You might not know this, but a home run isn’t technically scored until the batter has touched all four bases. This may not seem important…until suddenly it is. When the women’s softball teams from Western Oregon and Central Washington faced each other, Sarah Tucholsky broke a scoreless game with her very first home run. As she rounded the bases, a sudden knee injury left her temporarily unable to walk. Per the rule book, her teammates were unable to provide physical assistance. However, players of the opposing Oregon team offered to carry Tucholsky around the diamond, allowing the homer to officially count. The moment was so revered that the girls were awarded “Best Moment” at the 2008 ESPYS.

#4: Honoring Roberto Clemente

Here’s another instance of great respect rising from the ashes of devastation.
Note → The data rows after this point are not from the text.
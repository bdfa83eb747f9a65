//! Page description: an ordered list of draw operations in PDF user space
//! (points, origin at the bottom-left corner).

/// ISO A4 portrait, in points.
pub const PAGE_WIDTH: f32 = 595.2756;
pub const PAGE_HEIGHT: f32 = 841.8898;

#[derive(Debug, Clone, Copy, PartialEq)]
pub struct Color {
    pub r: f32,
    pub g: f32,
    pub b: f32,
}

impl Color {
    pub const fn rgb(r: f32, g: f32, b: f32) -> Self {
        Self { r, g, b }
    }

    pub const fn gray(level: f32) -> Self {
        Self::rgb(level, level, level)
    }

    pub const BLACK: Color = Color::gray(0.0);
    pub const WHITE: Color = Color::gray(1.0);
}

/// The three standard Helvetica faces used by every page.
#[derive(Debug, Clone, Copy, PartialEq, Eq, Hash, PartialOrd, Ord)]
pub enum Font {
    Regular,
    Bold,
    Oblique,
}

impl Font {
    pub const ALL: [Font; 3] = [Font::Regular, Font::Bold, Font::Oblique];

    /// Resource name inside the page's font dictionary.
    pub fn resource_name(self) -> &'static str {
        match self {
            Font::Regular => "F1",
            Font::Bold => "F2",
            Font::Oblique => "F3",
        }
    }

    pub fn base_font(self) -> &'static str {
        match self {
            Font::Regular => "Helvetica",
            Font::Bold => "Helvetica-Bold",
            Font::Oblique => "Helvetica-Oblique",
        }
    }

    /// Advance width of `text` at `size`, from the standard AFM metrics.
    pub fn text_width(self, text: &str, size: f32) -> f32 {
        let table = match self {
            Font::Bold => &HELVETICA_BOLD_WIDTHS,
            Font::Regular | Font::Oblique => &HELVETICA_WIDTHS,
        };
        let units: u32 = text
            .chars()
            .map(|ch| match ch as u32 {
                code @ 32..=126 => table[(code - 32) as usize] as u32,
                // bullet
                0x2022 => 350,
                _ => 556,
            })
            .sum();
        units as f32 * size / 1000.0
    }
}

#[derive(Debug, Clone, Copy, PartialEq)]
pub struct Rect {
    pub x: f32,
    pub y: f32,
    pub width: f32,
    pub height: f32,
}

impl Rect {
    pub fn new(x: f32, y: f32, width: f32, height: f32) -> Self {
        Self { x, y, width, height }
    }

    /// Grow the rectangle by `amount` on every side.
    pub fn expand(&self, amount: f32) -> Self {
        Self {
            x: self.x - amount,
            y: self.y - amount,
            width: self.width + 2.0 * amount,
            height: self.height + 2.0 * amount,
        }
    }
}

#[derive(Debug, Clone, PartialEq)]
pub enum DrawOp {
    /// Filled rectangle, optionally outlined with a 1pt black stroke.
    FillRect {
        rect: Rect,
        fill: Color,
        outline: Option<Color>,
        line_width: f32,
    },
    StrokeRect {
        rect: Rect,
        color: Color,
        line_width: f32,
    },
    Line {
        from: (f32, f32),
        to: (f32, f32),
        color: Color,
        line_width: f32,
    },
    Text {
        x: f32,
        y: f32,
        font: Font,
        size: f32,
        color: Color,
        text: String,
    },
    /// Blit of the page's image XObject into `rect`.
    Image { rect: Rect },
}

#[derive(Debug, Clone, Default, PartialEq)]
pub struct PageSpec {
    ops: Vec<DrawOp>,
}

impl PageSpec {
    pub fn new() -> Self {
        Self::default()
    }

    pub fn ops(&self) -> &[DrawOp] {
        &self.ops
    }

    pub fn fill_rect(&mut self, rect: Rect, fill: Color) {
        self.ops.push(DrawOp::FillRect {
            rect,
            fill,
            outline: None,
            line_width: 1.0,
        });
    }

    /// Filled and outlined panel.
    pub fn panel(&mut self, rect: Rect, fill: Color, outline: Color, line_width: f32) {
        self.ops.push(DrawOp::FillRect {
            rect,
            fill,
            outline: Some(outline),
            line_width,
        });
    }

    pub fn stroke_rect(&mut self, rect: Rect, color: Color, line_width: f32) {
        self.ops.push(DrawOp::StrokeRect {
            rect,
            color,
            line_width,
        });
    }

    pub fn line(&mut self, from: (f32, f32), to: (f32, f32), color: Color, line_width: f32) {
        self.ops.push(DrawOp::Line {
            from,
            to,
            color,
            line_width,
        });
    }

    pub fn text(&mut self, x: f32, y: f32, font: Font, size: f32, color: Color, text: impl Into<String>) {
        self.ops.push(DrawOp::Text {
            x,
            y,
            font,
            size,
            color,
            text: text.into(),
        });
    }

    /// Text horizontally centered on the page.
    pub fn centered_text(&mut self, y: f32, font: Font, size: f32, color: Color, text: impl Into<String>) {
        let text = text.into();
        let x = (PAGE_WIDTH - font.text_width(&text, size)) / 2.0;
        self.text(x, y, font, size, color, text);
    }

    pub fn image(&mut self, rect: Rect) {
        self.ops.push(DrawOp::Image { rect });
    }

    /// All text runs in drawing order.
    pub fn texts(&self) -> impl Iterator<Item = &str> {
        self.ops.iter().filter_map(|op| match op {
            DrawOp::Text { text, .. } => Some(text.as_str()),
            _ => None,
        })
    }

    pub fn contains_text(&self, needle: &str) -> bool {
        self.texts().any(|text| text.contains(needle))
    }

    pub fn image_rect(&self) -> Option<Rect> {
        self.ops.iter().find_map(|op| match op {
            DrawOp::Image { rect } => Some(*rect),
            _ => None,
        })
    }
}

// Widths for ASCII 32..=126, 1/1000 em.
#[rustfmt::skip]
const HELVETICA_WIDTHS: [u16; 95] = [
    278, 278, 355, 556, 556, 889, 667, 191, 333, 333, 389, 584, 278, 333, 278, 278,
    556, 556, 556, 556, 556, 556, 556, 556, 556, 556, 278, 278, 584, 584, 584, 556,
    1015, 667, 667, 722, 722, 667, 611, 778, 722, 278, 500, 667, 556, 833, 722, 778,
    667, 778, 722, 667, 611, 722, 667, 944, 667, 667, 611, 278, 278, 278, 469, 556,
    333, 556, 556, 500, 556, 556, 278, 556, 556, 222, 222, 500, 222, 833, 556, 556,
    556, 556, 333, 500, 278, 556, 500, 722, 500, 500, 500, 334, 260, 334, 584,
];

#[rustfmt::skip]
const HELVETICA_BOLD_WIDTHS: [u16; 95] = [
    278, 333, 474, 556, 556, 889, 722, 238, 333, 333, 389, 584, 278, 333, 278, 278,
    556, 556, 556, 556, 556, 556, 556, 556, 556, 556, 333, 333, 584, 584, 584, 611,
    975, 722, 722, 722, 722, 667, 611, 778, 722, 278, 556, 722, 611, 833, 722, 778,
    667, 778, 722, 667, 611, 722, 667, 944, 667, 667, 611, 333, 278, 333, 584, 556,
    333, 556, 611, 556, 611, 556, 333, 611, 611, 278, 278, 556, 278, 889, 611, 611,
    611, 611, 389, 556, 333, 611, 556, 778, 556, 556, 500, 389, 280, 389, 584,
];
At only thirty-eight, Pittsburgh right fielder Roberto Clemente lost his life in a plane crash. Besides leaving a void in many hearts, his death emptied the world of a kind and charitable human being. The Baseball Hall of Fame readily waived its five-year waiting period for his induction. He was the first player of Latin American and Caribbean descent to be inducted.The Roberto Clemente Award remains established in his name, given annually to an athlete who exemplifies “sportsmanship,” “community involvement,” and “the game of baseball.” With it, Roberto Clemente and the spirit of “paying it forward” live on. And let’s not forget about Roberto Clemente day.
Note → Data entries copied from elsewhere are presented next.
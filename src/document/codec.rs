//! Attachment image handling: data-URI decoding, fit-to-box sizing,
//! resampling and re-encoding into a PDF-ready image stream.

use base64::Engine;
use flate2::write::ZlibEncoder;
use flate2::Compression;
use image::codecs::jpeg::JpegEncoder;
use image::imageops::FilterType;
use image::{DynamicImage, ExtendedColorType, GenericImageView, ImageEncoder, ImageFormat};
use std::io::Write;

use super::canvas::{PAGE_HEIGHT, PAGE_WIDTH};
use super::{AttachmentKind, DecodeError, EncodeError, PageError};

/// Maximum drawable area for an attachment image.
#[derive(Debug, Clone, Copy, PartialEq)]
pub struct Budget {
    pub max_width: f32,
    pub max_height: f32,
}

impl Budget {
    pub fn for_kind(kind: AttachmentKind) -> Self {
        let (width_margin, height_margin) = match kind {
            AttachmentKind::Photo => (100.0, 200.0),
            AttachmentKind::IdProof => (80.0, 220.0),
            AttachmentKind::Signature => (200.0, 300.0),
        };
        Self {
            max_width: PAGE_WIDTH - width_margin,
            max_height: PAGE_HEIGHT - height_margin,
        }
    }

    pub fn contains(&self, width: u32, height: u32) -> bool {
        width as f32 <= self.max_width && height as f32 <= self.max_height
    }
}

/// Uniform scale that fits `width x height` inside the budget, truncated to
/// whole pixels. Upscales when the image is smaller than the budget.
pub fn fitted_size(width: u32, height: u32, budget: Budget) -> (u32, u32) {
    let scale_x = budget.max_width / width as f32;
    let scale_y = budget.max_height / height as f32;
    let scale = scale_x.min(scale_y);

    let new_width = ((width as f32 * scale) as u32).max(1);
    let new_height = ((height as f32 * scale) as u32).max(1);
    (new_width, new_height)
}

/// How the final image stream is encoded.
#[derive(Debug, Clone, Copy, PartialEq, Eq)]
pub enum QualityPolicy {
    /// Deflate-compressed raw samples.
    Lossless,
    /// Raw samples in a stored (level 0) deflate stream.
    LosslessUncompressed,
    /// Baseline JPEG.
    Jpeg { quality: u8 },
}

impl QualityPolicy {
    pub fn for_attachment(kind: AttachmentKind, source: Option<ImageFormat>) -> Self {
        match kind {
            AttachmentKind::Photo | AttachmentKind::Signature => QualityPolicy::Lossless,
            AttachmentKind::IdProof => match source {
                Some(ImageFormat::Jpeg) => QualityPolicy::Jpeg { quality: 100 },
                _ => QualityPolicy::LosslessUncompressed,
            },
        }
    }
}

#[derive(Debug, Clone, Copy, PartialEq, Eq)]
pub enum StreamFilter {
    Flate,
    Dct,
}

impl StreamFilter {
    pub fn pdf_name(self) -> &'static str {
        match self {
            StreamFilter::Flate => "FlateDecode",
            StreamFilter::Dct => "DCTDecode",
        }
    }
}

/// Image samples ready to be embedded as an image XObject (DeviceRGB,
/// 8 bits per component). `alpha` holds a deflated soft mask when the source
/// had transparency.
#[derive(Debug, Clone)]
pub struct EncodedImage {
    pub width: u32,
    pub height: u32,
    pub filter: StreamFilter,
    pub data: Vec<u8>,
    pub alpha: Option<Vec<u8>>,
}

/// A decoded attachment, with the container format it arrived in.
#[derive(Debug)]
pub struct DecodedImage {
    pub image: DynamicImage,
    pub format: Option<ImageFormat>,
}

impl DecodedImage {
    pub fn dimensions(&self) -> (u32, u32) {
        self.image.dimensions()
    }
}

/// Result of preparing one attachment for its page.
#[derive(Debug)]
pub struct PreparedImage {
    pub source_size: (u32, u32),
    pub resampled: bool,
    pub encoded: EncodedImage,
}

impl PreparedImage {
    pub fn size(&self) -> (u32, u32) {
        (self.encoded.width, self.encoded.height)
    }
}

/// Decode the base64 payload after the first comma of a data URI.
pub fn decode_data_uri(data_uri: &str) -> Result<DecodedImage, DecodeError> {
    let (_, payload) = data_uri
        .split_once(',')
        .ok_or(DecodeError::MissingPayload)?;

    // MIME-wrapped payloads carry line breaks every 76 characters.
    let payload: Vec<u8> = payload.bytes().filter(|b| !b.is_ascii_whitespace()).collect();
    let bytes = base64::engine::general_purpose::STANDARD
        .decode(&payload)
        .map_err(DecodeError::Base64)?;

    let format = image::guess_format(&bytes).ok();
    let image = image::load_from_memory(&bytes).map_err(DecodeError::Image)?;

    let (width, height) = image.dimensions();
    if width == 0 || height == 0 {
        return Err(DecodeError::EmptyImage);
    }

    Ok(DecodedImage { image, format })
}

/// Size and encode an attachment according to its kind.
pub fn prepare_attachment(kind: AttachmentKind, decoded: DecodedImage) -> Result<PreparedImage, PageError> {
    let budget = Budget::for_kind(kind);
    let source_size = decoded.dimensions();
    let policy = QualityPolicy::for_attachment(kind, decoded.format);

    let needs_resample = match kind {
        AttachmentKind::Photo | AttachmentKind::Signature => true,
        AttachmentKind::IdProof => !budget.contains(source_size.0, source_size.1),
    };

    let image = if needs_resample {
        let (width, height) = fitted_size(source_size.0, source_size.1, budget);
        log::debug!(
            "Resampling {} from {}x{} to {}x{}",
            kind,
            source_size.0,
            source_size.1,
            width,
            height
        );
        decoded.image.resize_exact(width, height, FilterType::Lanczos3)
    } else {
        decoded.image
    };

    let encoded = encode_image(&image, policy)?;
    Ok(PreparedImage {
        source_size,
        resampled: needs_resample,
        encoded,
    })
}

/// Encode a raster image under the given quality policy.
pub fn encode_image(image: &DynamicImage, policy: QualityPolicy) -> Result<EncodedImage, EncodeError> {
    let (width, height) = image.dimensions();

    match policy {
        QualityPolicy::Jpeg { quality } => {
            let rgb = image.to_rgb8();
            let mut data = Vec::new();
            JpegEncoder::new_with_quality(&mut data, quality)
                .write_image(rgb.as_raw(), width, height, ExtendedColorType::Rgb8)
                .map_err(EncodeError::Jpeg)?;
            Ok(EncodedImage {
                width,
                height,
                filter: StreamFilter::Dct,
                data,
                alpha: None,
            })
        }
        QualityPolicy::Lossless | QualityPolicy::LosslessUncompressed => {
            let level = if policy == QualityPolicy::Lossless {
                Compression::default()
            } else {
                Compression::none()
            };

            let (rgb, alpha) = split_alpha(image);
            let data = deflate(&rgb, level)?;
            let alpha = match alpha {
                Some(mask) => Some(deflate(&mask, level)?),
                None => None,
            };
            Ok(EncodedImage {
                width,
                height,
                filter: StreamFilter::Flate,
                data,
                alpha,
            })
        }
    }
}

/// Separate RGB samples from the alpha channel. The mask is dropped when the
/// image is fully opaque.
fn split_alpha(image: &DynamicImage) -> (Vec<u8>, Option<Vec<u8>>) {
    if !image.color().has_alpha() {
        return (image.to_rgb8().into_raw(), None);
    }

    let rgba = image.to_rgba8();
    let pixel_count = rgba.width() as usize * rgba.height() as usize;
    let mut rgb = Vec::with_capacity(pixel_count * 3);
    let mut alpha = Vec::with_capacity(pixel_count);
    let mut translucent = false;

    for pixel in rgba.pixels() {
        let [r, g, b, a] = pixel.0;
        rgb.extend_from_slice(&[r, g, b]);
        alpha.push(a);
        translucent |= a != 255;
    }

    (rgb, translucent.then_some(alpha))
}

fn deflate(data: &[u8], level: Compression) -> Result<Vec<u8>, EncodeError> {
    let mut encoder = ZlibEncoder::new(Vec::new(), level);
    encoder.write_all(data).map_err(EncodeError::Deflate)?;
    encoder.finish().map_err(EncodeError::Deflate)
}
#3: Derek Jeter’s Final Game at Fenway Park

Even if you don’t know that three strikes equal an out, you’ve surely still heard of Derek Jeter. Considered by many to be one of baseball’s GOATs, he holds several records and was a captain of the New York Yankees. He was offensively exceptional and a defensive player who somehow always knew just where to be. At his playing career’s end, Jeter earned his 3,465th hit during his final game against the Boston Red Sox. As he walked off, all in attendance rose to their feet, clapping thunderously and cheering his name. The bloodthirsty antagonism between the Yanks and the Sox didn’t matter that day. Whether they were wearing pinstripes or a red “B,” everyone rose to admire an exceptional man and an unmatchable athletic maestro.

#2: Lou Gehrig’s “Luckiest Man” Speech

There are speeches and there are speeches. This is the latter. Lou Gehrig belonged to “Murderer’s Row”, a lineup that many still consider to be the greatest in baseball history. When Gehrig was diagnosed with terminal ALS, the Yankees established the first “Lou Gehrig Appreciation Day”, on which he was showered with commendations, trophies, and reinforcements of distinction. The Iron Horse then took to the mic. In what’s known as his “Luckiest Man” speech, Lou reflected on his life and considered himself beyond fortunate. It’s one of the greatest moments in all of sports, as the world lovingly eulogized Gehrig…and he gave it right back.

#1: Retiring Jackie Robinson’s Number

There aren’t enough moments to fully respect the story of Jackie Robinson. By joining the Brooklyn Dodgers in 1947, Robinson broke the color barrier as the first African American to play for the modern MLB. Not only a pioneer for American athletics, he was a symbol for the locomotive of sociopolitical change that was fast approaching. He contributed to multiple of the Dodgers’ World Series appearances and their 1955 championship. In his honor, the number 42 was the first jersey number officially retired. Players across baseball still wear Robinson’s number each year on Jackie Robinson Day, a tradition that remembers the young Dodger’s debut. You can visit his headstone in Brooklyn or just go to any ballgame, where his legend lives on.